El Castillo de Guardias Viejas: emoción que llega al alma
Terminamos la jornada allí donde se pone el sol, un enclave extraordinario que abarca con la vista toda la bahía: el Castillo de Guardias Viejas, una fortificación costera construida en el siglo XVIII para defender el litoral de incursiones y ataques piratas desde el mar. Su posición estratégica sobre un promontorio rocoso nos hizo sentir el pasado y la historia viva de la Costa de El Ejido.
Allí nos esperaba Miguel, hoy capitán de la guardia e ingeniero del fuerte, quien nos reclutó —con humor y picardía— para defender este punto frente a posibles amenazas. Desde su mirada divertida, nos comentó que probablemente solo serviríamos para infantería, sin caballos ni formación bélica, mientras nos mostraba el uniforme y nos enseñaba cómo cargar una bayoneta. Fue otro viaje al pasado divertido y cómico, pero también una oportunidad para entender de manera lúdica cómo funcionaban estas defensas costeras históricas.

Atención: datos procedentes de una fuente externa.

//! Structural plan fingerprints.
//!
//! A fingerprint is a deterministic string encoding of the surface plan:
//! node kinds in tree order, column names, operators, literal type and
//! value, aggregate kinds, sort keys and limits. Structurally equal plans
//! share a fingerprint; plans differing only in a literal value do not.
//! The source relation contributes nothing beyond the `scan` token — the
//! cache holding the fingerprints is per store already.

use std::fmt::Write;

use predicate::{Literal, Predicate};

use crate::plan::LogicalPlan;

/// Fingerprint `plan` for the plan cache and the adaptive tracker.
pub fn fingerprint(plan: &LogicalPlan) -> String {
    let mut out = String::with_capacity(64);
    write_plan(&mut out, plan);
    out
}

/// Fingerprint a bare predicate list; keys the compiled-filter cache.
pub(crate) fn predicates_key(predicates: &[Predicate]) -> String {
    let mut out = String::with_capacity(32);
    for (i, pred) in predicates.iter().enumerate() {
        if i > 0 {
            out.push(',');
        }
        write_predicate(&mut out, pred);
    }
    out
}

fn write_plan(out: &mut String, plan: &LogicalPlan) {
    match plan {
        LogicalPlan::Scan { .. } => out.push_str("scan"),
        LogicalPlan::Filter { input, predicates } => {
            out.push_str("filter(");
            for (i, pred) in predicates.iter().enumerate() {
                if i > 0 {
                    out.push(',');
                }
                write_predicate(out, pred);
            }
            out.push_str(")<");
            write_plan(out, input);
            out.push('>');
        }
        LogicalPlan::Project { input, columns } => {
            let _ = write!(out, "project({})<", columns.join(","));
            write_plan(out, input);
            out.push('>');
        }
        LogicalPlan::GroupBy {
            input,
            key,
            aggregates,
        } => {
            let _ = write!(out, "group({};", key);
            for (i, agg) in aggregates.iter().enumerate() {
                if i > 0 {
                    out.push(',');
                }
                let _ = write!(
                    out,
                    "{}:{}({})",
                    agg.output,
                    agg.op,
                    agg.column.as_deref().unwrap_or("*")
                );
            }
            out.push_str(")<");
            write_plan(out, input);
            out.push('>');
        }
        LogicalPlan::GroupFilter { input, predicate } => {
            out.push_str("having(");
            write_predicate(out, predicate);
            out.push_str(")<");
            write_plan(out, input);
            out.push('>');
        }
        LogicalPlan::Aggregate { input, op, column } => {
            let _ = write!(out, "agg({}:{})<", op, column.as_deref().unwrap_or("*"));
            write_plan(out, input);
            out.push('>');
        }
        LogicalPlan::Distinct { input } => {
            out.push_str("distinct<");
            write_plan(out, input);
            out.push('>');
        }
        LogicalPlan::Sort { input, keys, unique } => {
            let _ = write!(out, "sort{}(", if *unique { "u" } else { "" });
            for (i, key) in keys.iter().enumerate() {
                if i > 0 {
                    out.push(',');
                }
                let _ = write!(out, "{}{}", key.column, if key.descending { "-" } else { "+" });
            }
            out.push_str(")<");
            write_plan(out, input);
            out.push('>');
        }
        LogicalPlan::Limit { input, limit } => {
            let _ = write!(out, "limit({})<", limit);
            write_plan(out, input);
            out.push('>');
        }
        LogicalPlan::Offset { input, offset } => {
            let _ = write!(out, "offset({})<", offset);
            write_plan(out, input);
            out.push('>');
        }
    }
}

fn write_predicate(out: &mut String, pred: &Predicate) {
    match pred {
        Predicate::Cmp(cmp) => {
            let _ = write!(out, "{}{}", cmp.column, cmp.op);
            write_literal(out, &cmp.literal);
        }
        Predicate::IsNull { column, negated } => {
            let _ = write!(out, "{} is{}null", column, if *negated { "not" } else { "" });
        }
        Predicate::And(left, right) => {
            out.push_str("and[");
            write_predicate(out, left);
            out.push(';');
            write_predicate(out, right);
            out.push(']');
        }
        Predicate::Or(left, right) => {
            out.push_str("or[");
            write_predicate(out, left);
            out.push(';');
            write_predicate(out, right);
            out.push(']');
        }
        Predicate::Not(inner) => {
            out.push_str("not[");
            write_predicate(out, inner);
            out.push(']');
        }
    }
}

// Literals encode as (type, value); `{:?}` on strings escapes delimiters so
// distinct values cannot collide.
fn write_literal(out: &mut String, literal: &Literal) {
    let _ = match literal {
        Literal::Int(v) => write!(out, "i:{}", v),
        Literal::Float(v) => write!(out, "f:{}", v.to_bits()),
        Literal::Decimal(v) => write!(out, "d:{}", v),
        Literal::Bool(v) => write!(out, "b:{}", v),
        Literal::Str(v) => write!(out, "s:{:?}", v),
        Literal::Date(v) => write!(out, "dt:{}", v),
        Literal::Timestamp { value, unit } => write!(out, "ts:{}@{}", value, unit),
    };
}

Tras esta introducción al entorno, llegó un momento verdaderamente mágico. Enrique y Mari, de la Asociación Cultural La Garita, nos tenían preparado otro viaje —esta vez sensorial y emotivo. La voz nostálgica y desgarrada de Mari se deslizó por las piedras centenarias del castillo, alcanzando nuestra piel y nuestro corazón. Enrique hizo vibrar los acordes, llenando nuestros ojos de emoción. Nos quedamos sin aliento, dejándonos llevar por el arte, el sentimiento y la emoción que solo la música puede transmitir.
Luego llegó nuestro turno. Rosa y Phillip nos condujeron hasta Venezuela con sus voces y ritmos, en una interpretación que nos acercó a los sentimientos más profundos de su gente, especialmente en tiempos tan convulsos para ellos. Fue un canto del campo, lleno de metáforas sobre la tierra y la vida diaria, hablando de amor, desamor y esperanza, un puente hermoso entre gentes distantes y no tan diferentes.
La velada continuó con nuestro himno de Homos Artísticus: no somos tan jóvenes, pero seguimos disfrutando, aprendiendo y compartiendo. Y como broche final, todos participamos con nuestros pequeños xilófonos, flautas y percusión al compás de El Vals de Venecia —una forma perfecta de encarnar el espíritu de Aula en Ruta: aprender, participar y sentir.
Antes de despedirnos, brindamos por esta experiencia única y expresamos nuestro agradecimiento de corazón a nuestros anfitriones por todo lo vivido. Les dejamos como símbolo de nuestra gratitud y continuidad la mano de la Universidad, creada por Pepe Azorín, para que sigamos creando y compartiendo juntos.